Figure 2.

Greater PTS activity and increased sensitivity to AP in mutant BRAF^V600E human melanoma cells compared to wild type (WT) BRAF^WT cells. (A) BRAF^V600E human melanoma cells (WM983B, WM3734, 1205Lu, WM989, and WM88) and BRAF^WT human melanoma cells (WM3451, WM3743, and WM3211) were cultured with and without 1 mM DFMO for 40 h and then pulsed with 0.5 µM ³H-spermidine for 60 min at 37 °C. Cell lysates were assayed for CPM ³H-spermidine per mg protein by scintillation counting.
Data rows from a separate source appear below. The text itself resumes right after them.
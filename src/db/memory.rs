//! In-memory repositories used by service, controller and handler tests.

use std::sync::Mutex;
use std::sync::atomic::{AtomicI64, AtomicUsize, Ordering};

use async_trait::async_trait;
use chrono::Utc;

use crate::api::job_role::models::{JobRoleChanges, NewJobRole};
use crate::db::job_role_repository::JobRoleRepository;
use crate::db::models::JobRole;

/// Vector-backed repository with sequential ids
#[derive(Default)]
pub struct InMemoryJobRoleRepository {
    rows: Mutex<Vec<JobRole>>,
    next_id: AtomicI64,
    calls: AtomicUsize,
}

impl InMemoryJobRoleRepository {
    pub fn with_rows(rows: Vec<JobRole>) -> Self {
        let next_id = rows.iter().map(|row| row.id).max().unwrap_or(0);
        Self {
            rows: Mutex::new(rows),
            next_id: AtomicI64::new(next_id),
            calls: AtomicUsize::new(0),
        }
    }

    /// Number of repository operations invoked so far
    pub fn call_count(&self) -> usize {
        self.calls.load(Ordering::SeqCst)
    }

    pub fn len(&self) -> usize {
        self.rows.lock().expect("job role store poisoned").len()
    }

    fn record_call(&self) {
        self.calls.fetch_add(1, Ordering::SeqCst);
    }
}

#[async_trait]
impl JobRoleRepository for InMemoryJobRoleRepository {
    async fn find_all(&self) -> Result<Vec<JobRole>, sqlx::Error> {
        self.record_call();
        Ok(self.rows.lock().expect("job role store poisoned").clone())
    }

    async fn find_by_id(&self, id: i64) -> Result<Option<JobRole>, sqlx::Error> {
        self.record_call();
        let rows = self.rows.lock().expect("job role store poisoned");
        Ok(rows.iter().find(|row| row.id == id).cloned())
    }

    async fn create(&self, new_job_role: &NewJobRole) -> Result<JobRole, sqlx::Error> {
        self.record_call();
        let id = self.next_id.fetch_add(1, Ordering::SeqCst) + 1;
        let now = Utc::now();
        let row = JobRole {
            id,
            title: new_job_role.title.clone(),
            description: new_job_role.description.clone(),
            created_at: now,
            updated_at: now,
        };
        self.rows.lock().expect("job role store poisoned").push(row.clone());
        Ok(row)
    }

    async fn update(
        &self,
        id: i64,
        changes: &JobRoleChanges,
    ) -> Result<Option<JobRole>, sqlx::Error> {
        self.record_call();
        let mut rows = self.rows.lock().expect("job role store poisoned");
        let Some(row) = rows.iter_mut().find(|row| row.id == id) else {
            return Ok(None);
        };

        if let Some(Some(title)) = &changes.title {
            row.title = title.clone();
        }
        if let Some(description) = &changes.description {
            row.description = description.clone();
        }
        row.updated_at = Utc::now();

        Ok(Some(row.clone()))
    }

    async fn delete(&self, id: i64) -> Result<bool, sqlx::Error> {
        self.record_call();
        let mut rows = self.rows.lock().expect("job role store poisoned");
        let before = rows.len();
        rows.retain(|row| row.id != id);
        Ok(rows.len() < before)
    }
}

/// Repository whose every call fails as if the pool were unreachable
pub struct FailingJobRoleRepository;

#[async_trait]
impl JobRoleRepository for FailingJobRoleRepository {
    async fn find_all(&self) -> Result<Vec<JobRole>, sqlx::Error> {
        Err(sqlx::Error::PoolTimedOut)
    }

    async fn find_by_id(&self, _id: i64) -> Result<Option<JobRole>, sqlx::Error> {
        Err(sqlx::Error::PoolTimedOut)
    }

    async fn create(&self, _new_job_role: &NewJobRole) -> Result<JobRole, sqlx::Error> {
        Err(sqlx::Error::PoolTimedOut)
    }

    async fn update(
        &self,
        _id: i64,
        _changes: &JobRoleChanges,
    ) -> Result<Option<JobRole>, sqlx::Error> {
        Err(sqlx::Error::PoolTimedOut)
    }

    async fn delete(&self, _id: i64) -> Result<bool, sqlx::Error> {
        Err(sqlx::Error::PoolTimedOut)
    }
}
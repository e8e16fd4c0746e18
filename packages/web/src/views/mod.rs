mod home;
pub use home::Home;

mod auth_page;
pub use auth_page::AuthPage;
//! Errors reported by the identity provider.

use std::fmt;

/// The stable identifier an identity provider attaches to a failure.
///
/// Identifiers are accepted with or without the `auth/` namespace prefix.
/// Anything unrecognised is kept verbatim in [`ProviderErrorKind::Other`].
#[derive(Clone, Debug, PartialEq, Eq, Hash)]
pub enum ProviderErrorKind {
    UserNotFound,
    WrongPassword,
    InvalidCredential,
    InvalidEmail,
    UserDisabled,
    TooManyRequests,
    EmailAlreadyInUse,
    WeakPassword,
    OperationNotAllowed,
    PopupClosedByUser,
    PopupBlocked,
    CancelledPopupRequest,
    NetworkRequestFailed,
    Other(String),
}

impl ProviderErrorKind {
    pub fn from_code(code: &str) -> Self {
        let code = code.strip_prefix("auth/").unwrap_or(code);
        match code {
            "user-not-found" => Self::UserNotFound,
            "wrong-password" => Self::WrongPassword,
            "invalid-credential" | "invalid-login-credentials" => Self::InvalidCredential,
            "invalid-email" => Self::InvalidEmail,
            "user-disabled" => Self::UserDisabled,
            "too-many-requests" => Self::TooManyRequests,
            "email-already-in-use" => Self::EmailAlreadyInUse,
            "weak-password" => Self::WeakPassword,
            "operation-not-allowed" => Self::OperationNotAllowed,
            "popup-closed-by-user" => Self::PopupClosedByUser,
            "popup-blocked" => Self::PopupBlocked,
            "cancelled-popup-request" => Self::CancelledPopupRequest,
            "network-request-failed" => Self::NetworkRequestFailed,
            other => Self::Other(other.to_string()),
        }
    }

    pub fn code(&self) -> &str {
        match self {
            Self::UserNotFound => "user-not-found",
            Self::WrongPassword => "wrong-password",
            Self::InvalidCredential => "invalid-credential",
            Self::InvalidEmail => "invalid-email",
            Self::UserDisabled => "user-disabled",
            Self::TooManyRequests => "too-many-requests",
            Self::EmailAlreadyInUse => "email-already-in-use",
            Self::WeakPassword => "weak-password",
            Self::OperationNotAllowed => "operation-not-allowed",
            Self::PopupClosedByUser => "popup-closed-by-user",
            Self::PopupBlocked => "popup-blocked",
            Self::CancelledPopupRequest => "cancelled-popup-request",
            Self::NetworkRequestFailed => "network-request-failed",
            Self::Other(code) => code,
        }
    }
}

impl fmt::Display for ProviderErrorKind {
    fn fmt(&self, f: &mut fmt::Formatter<'_>) -> fmt::Result {
        write!(f, "auth/{}", self.code())
    }
}

/// A rejected identity provider call.
#[derive(Clone, Debug, PartialEq, thiserror::Error)]
#[error("{kind}: {message}")]
pub struct ProviderError {
    pub kind: ProviderErrorKind,
    pub message: String,
}

impl ProviderError {
    pub fn new(kind: ProviderErrorKind, message: impl Into<String>) -> Self {
        Self {
            kind,
            message: message.into(),
        }
    }

    pub fn from_code(code: &str, message: impl Into<String>) -> Self {
        Self::new(ProviderErrorKind::from_code(code), message)
    }
}

#[cfg(test)]
mod tests {
    use super::*;

    #[test]
    fn test_codes_parse_with_and_without_prefix() {
        assert_eq!(
            ProviderErrorKind::from_code("auth/wrong-password"),
            ProviderErrorKind::WrongPassword
        );
        assert_eq!(
            ProviderErrorKind::from_code("popup-blocked"),
            ProviderErrorKind::PopupBlocked
        );
        assert_eq!(
            ProviderErrorKind::from_code("auth/quota-exceeded"),
            ProviderErrorKind::Other("quota-exceeded".to_string())
        );
    }

    #[test]
    fn test_code_round_trips_for_known_kinds() {
        let kinds = [
            ProviderErrorKind::UserNotFound,
            ProviderErrorKind::EmailAlreadyInUse,
            ProviderErrorKind::CancelledPopupRequest,
            ProviderErrorKind::NetworkRequestFailed,
        ];
        for kind in kinds {
            assert_eq!(ProviderErrorKind::from_code(kind.code()), kind);
        }
    }

    #[test]
    fn test_display() {
        let err = ProviderError::from_code("auth/user-disabled", "disabled by admin");
        assert_eq!(err.to_string(), "auth/user-disabled: disabled by admin");
    }
}
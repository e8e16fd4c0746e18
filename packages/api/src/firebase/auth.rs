//! # Firebase Authentication over the Identity Toolkit REST API
//!
//! [`FirebaseAuth`] implements [`IdentityProvider`] with plain HTTPS calls:
//!
//! | Operation | Endpoint |
//! |-----------|----------|
//! | `sign_in` | `accounts:signInWithPassword` |
//! | `sign_up` | `accounts:signUp` |
//! | `send_password_reset` | `accounts:sendOobCode` (`PASSWORD_RESET`) |
//! | `send_email_verification` | `accounts:sendOobCode` (`VERIFY_EMAIL`) |
//! | `update_display_name` | `accounts:update` |
//! | `federated_sign_in` | `accounts:signInWithIdp` |
//!
//! The REST API reports failures as upper-case strings (`EMAIL_NOT_FOUND`,
//! `WEAK_PASSWORD : Password should be at least 6 characters`, ...), which
//! [`kind_from_rest`] maps onto [`ProviderErrorKind`].
//!
//! ## Federated sign-in
//!
//! Google's consent page runs outside the app (see [`google`](super::google)).
//! The host hands the resulting Google ID token to
//! [`set_federated_credential`](FirebaseAuth::set_federated_credential) and the
//! next `federated_sign_in` exchanges it. Without a credential the call fails
//! as `popup-closed-by-user`.
//!
//! ## Sessions
//!
//! The user and ID token live in memory. The refresh token also goes to the
//! [`TokenStore`] slot of the current persistence mode, and
//! `restore_session` trades it back for a session after a page load
//! (`securetoken` `token` exchange, then `accounts:lookup`).

use std::cell::{Cell, RefCell};
use std::rc::Rc;

use async_trait::async_trait;
use serde::de::DeserializeOwned;
use serde::Deserialize;
use serde_json::{json, Value};

use crate::error::{ProviderError, ProviderErrorKind};
use crate::identity::{AuthUser, FederatedSignIn, IdentityProvider, Persistence};
use crate::settings::Firebase;

use super::tokens::{default_token_store, TokenStore};

#[derive(Clone, Debug)]
struct Session {
    user: AuthUser,
    id_token: String,
    refresh_token: String,
}

#[derive(Debug, Deserialize)]
#[serde(rename_all = "camelCase")]
struct AccountResponse {
    local_id: String,
    email: Option<String>,
    display_name: Option<String>,
    photo_url: Option<String>,
    #[serde(default)]
    email_verified: bool,
    id_token: String,
    refresh_token: String,
    #[serde(default)]
    is_new_user: bool,
}

impl AccountResponse {
    fn into_session(self) -> (Session, bool) {
        let session = Session {
            user: AuthUser {
                uid: self.local_id,
                email: self.email,
                display_name: self.display_name.filter(|name| !name.is_empty()),
                photo_url: self.photo_url.filter(|url| !url.is_empty()),
                email_verified: self.email_verified,
            },
            id_token: self.id_token,
            refresh_token: self.refresh_token,
        };
        (session, self.is_new_user)
    }
}

/// Secure Token service reply to a refresh token exchange.
#[derive(Debug, Deserialize)]
struct TokenResponse {
    id_token: String,
    refresh_token: String,
}

#[derive(Debug, Deserialize)]
#[serde(rename_all = "camelCase")]
struct LookupAccount {
    local_id: String,
    email: Option<String>,
    display_name: Option<String>,
    photo_url: Option<String>,
    #[serde(default)]
    email_verified: bool,
}

#[derive(Debug, Deserialize)]
struct LookupResponse {
    #[serde(default)]
    users: Vec<LookupAccount>,
}

#[derive(Debug, Deserialize)]
struct ErrorEnvelope {
    error: ErrorBody,
}

#[derive(Debug, Deserialize)]
struct ErrorBody {
    message: String,
}

/// Map an Identity Toolkit error string to a provider error kind.
pub fn kind_from_rest(message: &str) -> ProviderErrorKind {
    let code = message.split(':').next().unwrap_or_default().trim();
    match code {
        "EMAIL_NOT_FOUND" => ProviderErrorKind::UserNotFound,
        "INVALID_PASSWORD" => ProviderErrorKind::WrongPassword,
        "INVALID_LOGIN_CREDENTIALS" => ProviderErrorKind::InvalidCredential,
        "USER_DISABLED" => ProviderErrorKind::UserDisabled,
        "TOO_MANY_ATTEMPTS_TRY_LATER" => ProviderErrorKind::TooManyRequests,
        "EMAIL_EXISTS" => ProviderErrorKind::EmailAlreadyInUse,
        "WEAK_PASSWORD" => ProviderErrorKind::WeakPassword,
        "INVALID_EMAIL" | "MISSING_EMAIL" => ProviderErrorKind::InvalidEmail,
        "OPERATION_NOT_ALLOWED" | "PASSWORD_LOGIN_DISABLED" => {
            ProviderErrorKind::OperationNotAllowed
        }
        other => ProviderErrorKind::Other(other.to_ascii_lowercase().replace('_', "-")),
    }
}

fn network_error(e: reqwest::Error) -> ProviderError {
    ProviderError::new(ProviderErrorKind::NetworkRequestFailed, e.to_string())
}

/// Firebase Authentication client.
pub struct FirebaseAuth {
    http: reqwest::Client,
    api_key: String,
    endpoint: String,
    token_endpoint: String,
    request_uri: String,
    session: RefCell<Option<Session>>,
    persistence: Cell<Persistence>,
    tokens: Rc<dyn TokenStore>,
    federated_credential: RefCell<Option<String>>,
}

impl FirebaseAuth {
    pub fn new(config: &Firebase) -> Self {
        Self::with_token_store(config, default_token_store())
    }

    pub fn with_token_store(config: &Firebase, tokens: Rc<dyn TokenStore>) -> Self {
        Self {
            http: reqwest::Client::new(),
            api_key: config.api_key.clone(),
            endpoint: config.auth_endpoint.trim_end_matches('/').to_string(),
            token_endpoint: config.token_endpoint.trim_end_matches('/').to_string(),
            request_uri: format!("https://{}", config.auth_domain),
            session: RefCell::new(None),
            persistence: Cell::new(Persistence::default()),
            tokens,
            federated_credential: RefCell::new(None),
        }
    }

    /// ID token of the signed-in user, for authorizing data store requests.
    pub fn id_token(&self) -> Option<String> {
        self.session
            .borrow()
            .as_ref()
            .map(|session| session.id_token.clone())
    }

    pub fn persistence(&self) -> Persistence {
        self.persistence.get()
    }

    /// Provide the Google ID token obtained by the host's sign-in popup.
    pub fn set_federated_credential(&self, google_id_token: String) {
        *self.federated_credential.borrow_mut() = Some(google_id_token);
    }

    fn require_id_token(&self) -> Result<String, ProviderError> {
        self.id_token().ok_or_else(|| {
            ProviderError::new(
                ProviderErrorKind::Other("no-current-user".to_string()),
                "No user is signed in",
            )
        })
    }

    /// A stored refresh token and the mode it was stored under. The tab's
    /// own session slot wins over the durable one.
    pub fn stored_refresh_token(&self) -> Option<(Persistence, String)> {
        [Persistence::Session, Persistence::Durable]
            .into_iter()
            .find_map(|mode| self.tokens.load(mode).map(|token| (mode, token)))
    }

    /// Keep `refresh_token` in the slot of the current mode only.
    fn store_refresh_token(&self, refresh_token: &str) {
        let mode = self.persistence.get();
        for slot in [Persistence::Session, Persistence::Durable] {
            if slot != mode {
                self.tokens.clear(slot);
            }
        }
        self.tokens.save(mode, refresh_token);
    }

    fn forget_refresh_token(&self) {
        self.tokens.clear(Persistence::Session);
        self.tokens.clear(Persistence::Durable);
    }

    async fn call<T: DeserializeOwned>(
        &self,
        method: &str,
        body: Value,
    ) -> Result<T, ProviderError> {
        let url = format!("{}/accounts:{}?key={}", self.endpoint, method, self.api_key);
        self.send(self.http.post(&url).json(&body)).await
    }

    async fn exchange_refresh_token(
        &self,
        refresh_token: &str,
    ) -> Result<TokenResponse, ProviderError> {
        let url = format!("{}/token?key={}", self.token_endpoint, self.api_key);
        let form = [
            ("grant_type", "refresh_token"),
            ("refresh_token", refresh_token),
        ];
        self.send(self.http.post(&url).form(&form)).await
    }

    async fn send<T: DeserializeOwned>(
        &self,
        request: reqwest::RequestBuilder,
    ) -> Result<T, ProviderError> {
        let response = request.send().await.map_err(network_error)?;

        let status = response.status();
        if status.is_success() {
            return response.json::<T>().await.map_err(network_error);
        }

        match response.json::<ErrorEnvelope>().await {
            Ok(envelope) => {
                let message = envelope.error.message;
                Err(ProviderError::new(kind_from_rest(&message), message))
            }
            Err(_) => Err(ProviderError::new(
                ProviderErrorKind::Other(format!("http-{}", status.as_u16())),
                status.to_string(),
            )),
        }
    }

    fn start_session(&self, response: AccountResponse) -> (AuthUser, bool) {
        let (session, is_new_user) = response.into_session();
        let user = session.user.clone();
        self.keep(session);
        (user, is_new_user)
    }

    fn keep(&self, session: Session) {
        self.store_refresh_token(&session.refresh_token);
        *self.session.borrow_mut() = Some(session);
    }
}
//! # API crate: the external services the site talks to
//!
//! The site delegates all authentication and persistence to a managed
//! provider. This crate defines the provider-agnostic seam and ships one
//! implementation of it.
//!
//! ## Modules
//!
//! | Module | Feature gate | Purpose |
//! |--------|-------------|---------|
//! | [`identity`] | always | The [`IdentityProvider`] trait, [`AuthUser`], [`Persistence`] |
//! | [`error`] | always | [`ProviderError`] and the typed [`ProviderErrorKind`] |
//! | [`settings`] | always | [`Settings`] loaded from defaults, `config.toml` and `SITE__*` variables |
//! | `firebase` | `firebase` | `FirebaseAuth` (Identity Toolkit REST) and `Firestore` (Firestore REST) |

pub mod error;
pub mod identity;
pub mod settings;

#[cfg(feature = "firebase")]
pub mod firebase;

pub use error::{ProviderError, ProviderErrorKind};
pub use identity::{AuthUser, FederatedSignIn, IdentityProvider, Persistence};
pub use settings::Settings;
use std::collections::{BTreeMap, HashMap};
use std::sync::atomic::{AtomicBool, Ordering};
use std::sync::{Arc, Mutex, MutexGuard, PoisonError};

use async_trait::async_trait;
use chrono::{DateTime, SecondsFormat, Utc};
use serde_json::Value;

use crate::document::{DataStore, Document, FieldValue, Patch, StoreError};

type Collections = HashMap<String, BTreeMap<String, Document>>;

/// In-memory DataStore for testing and offline fallback.
///
/// Server timestamps come from the wall clock unless a fixed time is set with
/// [`MemoryStore::set_time`].
#[derive(Clone, Debug, Default)]
pub struct MemoryStore {
    collections: Arc<Mutex<Collections>>,
    fixed_time: Arc<Mutex<Option<DateTime<Utc>>>>,
    unavailable: Arc<AtomicBool>,
}

fn lock<T>(mutex: &Mutex<T>) -> MutexGuard<'_, T> {
    mutex.lock().unwrap_or_else(PoisonError::into_inner)
}

impl MemoryStore {
    pub fn new() -> Self {
        Self::default()
    }

    /// Freeze the clock used for server timestamps.
    pub fn set_time(&self, now: DateTime<Utc>) {
        *lock(&self.fixed_time) = Some(now);
    }

    /// Make every write fail with [`StoreError::Backend`], as an unreachable backend would.
    pub fn set_unavailable(&self, unavailable: bool) {
        self.unavailable.store(unavailable, Ordering::SeqCst);
    }

    /// Snapshot of a stored document.
    pub fn document(&self, collection: &str, id: &str) -> Option<Document> {
        lock(&self.collections)
            .get(collection)
            .and_then(|docs| docs.get(id))
            .cloned()
    }

    pub fn len(&self, collection: &str) -> usize {
        lock(&self.collections)
            .get(collection)
            .map_or(0, BTreeMap::len)
    }

    pub fn is_empty(&self, collection: &str) -> bool {
        self.len(collection) == 0
    }

    fn now(&self) -> DateTime<Utc> {
        lock(&self.fixed_time).unwrap_or_else(Utc::now)
    }

    fn check_available(&self) -> Result<(), StoreError> {
        if self.unavailable.load(Ordering::SeqCst) {
            return Err(StoreError::Backend("memory store is unavailable".to_string()));
        }
        Ok(())
    }
}

/// Resolve a patch against a document, applying server-side helpers.
fn apply_patch(doc: &mut Document, patch: Patch, now: DateTime<Utc>) -> Result<(), StoreError> {
    for (field, value) in patch {
        let resolved = match value {
            FieldValue::Value(value) => value,
            FieldValue::ServerTimestamp => {
                Value::String(now.to_rfc3339_opts(SecondsFormat::Micros, true))
            }
            FieldValue::Increment(by) => {
                let current = match doc.get(&field) {
                    None | Some(Value::Null) => 0,
                    Some(existing) => existing
                        .as_i64()
                        .ok_or_else(|| StoreError::NotNumeric(field.clone()))?,
                };
                Value::from(current + by)
            }
        };
        doc.insert(field, resolved);
    }
    Ok(())
}

#[async_trait(?Send)]
impl DataStore for MemoryStore {
    async fn get(&self, collection: &str, id: &str) -> Result<Option<Document>, StoreError> {
        Ok(self.document(collection, id))
    }

    async fn set(&self, collection: &str, id: &str, patch: Patch) -> Result<(), StoreError> {
        self.check_available()?;
        let mut doc = Document::new();
        apply_patch(&mut doc, patch, self.now())?;
        lock(&self.collections)
            .entry(collection.to_string())
            .or_default()
            .insert(id.to_string(), doc);
        Ok(())
    }

    async fn update(&self, collection: &str, id: &str, patch: Patch) -> Result<(), StoreError> {
        self.check_available()?;
        let now = self.now();
        let mut collections = lock(&self.collections);
        let doc = collections
            .get_mut(collection)
            .and_then(|docs| docs.get_mut(id))
            .ok_or_else(|| StoreError::NotFound {
                collection: collection.to_string(),
                id: id.to_string(),
            })?;
        // Work on a copy so a failed increment leaves the document untouched.
        let mut updated = doc.clone();
        apply_patch(&mut updated, patch, now)?;
        *doc = updated;
        Ok(())
    }

    async fn add(&self, collection: &str, patch: Patch) -> Result<String, StoreError> {
        self.check_available()?;
        let id = uuid::Uuid::new_v4().simple().to_string();
        let mut doc = Document::new();
        apply_patch(&mut doc, patch, self.now())?;
        lock(&self.collections)
            .entry(collection.to_string())
            .or_default()
            .insert(id.clone(), doc);
        Ok(id)
    }
}

#[cfg(test)]
mod tests {
    use super::*;
    use chrono::TimeZone;

    fn fixed_store() -> MemoryStore {
        let store = MemoryStore::new();
        store.set_time(Utc.with_ymd_and_hms(2024, 5, 1, 9, 30, 0).unwrap());
        store
    }

    #[tokio::test]
    async fn test_set_and_get() {
        let store = fixed_store();

        assert!(store.get("users", "u1").await.unwrap().is_none());

        store
            .set(
                "users",
                "u1",
                Patch::new().set("email", "a@b.com").server_timestamp("createdAt"),
            )
            .await
            .unwrap();

        let doc = store.get("users", "u1").await.unwrap().unwrap();
        assert_eq!(doc["email"], "a@b.com");
        assert_eq!(doc["createdAt"], "2024-05-01T09:30:00.000000Z");
    }

    #[tokio::test]
    async fn test_set_replaces_document() {
        let store = fixed_store();
        store
            .set("users", "u1", Patch::new().set("a", 1).set("b", 2))
            .await
            .unwrap();
        store
            .set("users", "u1", Patch::new().set("a", 3))
            .await
            .unwrap();

        let doc = store.document("users", "u1").unwrap();
        assert_eq!(doc["a"], 3);
        assert!(doc.get("b").is_none());
    }

    #[tokio::test]
    async fn test_update_merges_and_increments() {
        let store = fixed_store();
        store
            .set("users", "u1", Patch::new().set("loginCount", 5).set("email", "a@b.com"))
            .await
            .unwrap();

        store
            .update(
                "users",
                "u1",
                Patch::new()
                    .increment("loginCount", 1)
                    .server_timestamp("lastLoginAt"),
            )
            .await
            .unwrap();

        let doc = store.document("users", "u1").unwrap();
        assert_eq!(doc["loginCount"], 6);
        assert_eq!(doc["email"], "a@b.com");
        assert_eq!(doc["lastLoginAt"], "2024-05-01T09:30:00.000000Z");
    }

    #[tokio::test]
    async fn test_update_missing_document_fails() {
        let store = fixed_store();
        let err = store
            .update("users", "nobody", Patch::new().increment("loginCount", 1))
            .await
            .unwrap_err();
        assert!(matches!(err, StoreError::NotFound { .. }));
    }

    #[tokio::test]
    async fn test_increment_non_numeric_leaves_document() {
        let store = fixed_store();
        store
            .set("users", "u1", Patch::new().set("loginCount", "many").set("x", 1))
            .await
            .unwrap();

        let err = store
            .update(
                "users",
                "u1",
                Patch::new().set("x", 2).increment("loginCount", 1),
            )
            .await
            .unwrap_err();
        assert!(matches!(err, StoreError::NotNumeric(field) if field == "loginCount"));
        assert_eq!(store.document("users", "u1").unwrap()["x"], 1);
    }

    #[tokio::test]
    async fn test_add_assigns_ids() {
        let store = fixed_store();
        let first = store
            .add("contacts", Patch::new().set("name", "A"))
            .await
            .unwrap();
        let second = store
            .add("contacts", Patch::new().set("name", "B"))
            .await
            .unwrap();

        assert_ne!(first, second);
        assert_eq!(store.len("contacts"), 2);
        assert_eq!(store.document("contacts", &second).unwrap()["name"], "B");
    }

    #[tokio::test]
    async fn test_unavailable_store_rejects_writes() {
        let store = fixed_store();
        store.set_unavailable(true);

        let err = store
            .set("users", "u1", Patch::new().set("a", 1))
            .await
            .unwrap_err();
        assert!(matches!(err, StoreError::Backend(_)));
        assert!(store.is_empty("users"));
    }
}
The mean PTS activity ± SD for BRAF^WT melanoma cells is compared with that of BRAF^V600E melanoma cells under conditions where cells were cultured without added DFMO or with 1 mM DFMO. (B) BRAF^V600E human melanoma cells (WM983B, WM3734, 1205Lu, WM989, and WM88) and BRAF^WT human melanoma cells (WM3451, WM3743, and WM3211) were treated with increasing doses of AP with or without 1 mM DFMO, using 5–6 samples per dose of AP. After 72 h of culture, cell survival was determined via EZQuant Cell Quantifying assay (Alstem, Richmond, CA, USA). AP IC50 values were calculated by GraphPad Prism 6. The mean AP IC50 values ± SD for BRAF^WT melanoma cells is compared with that of BRAF^V600E melanoma cells under conditions where cells were cultured without added DFMO or with 1 mM DFMO; # p ≤ 0.05; * p < 0.01.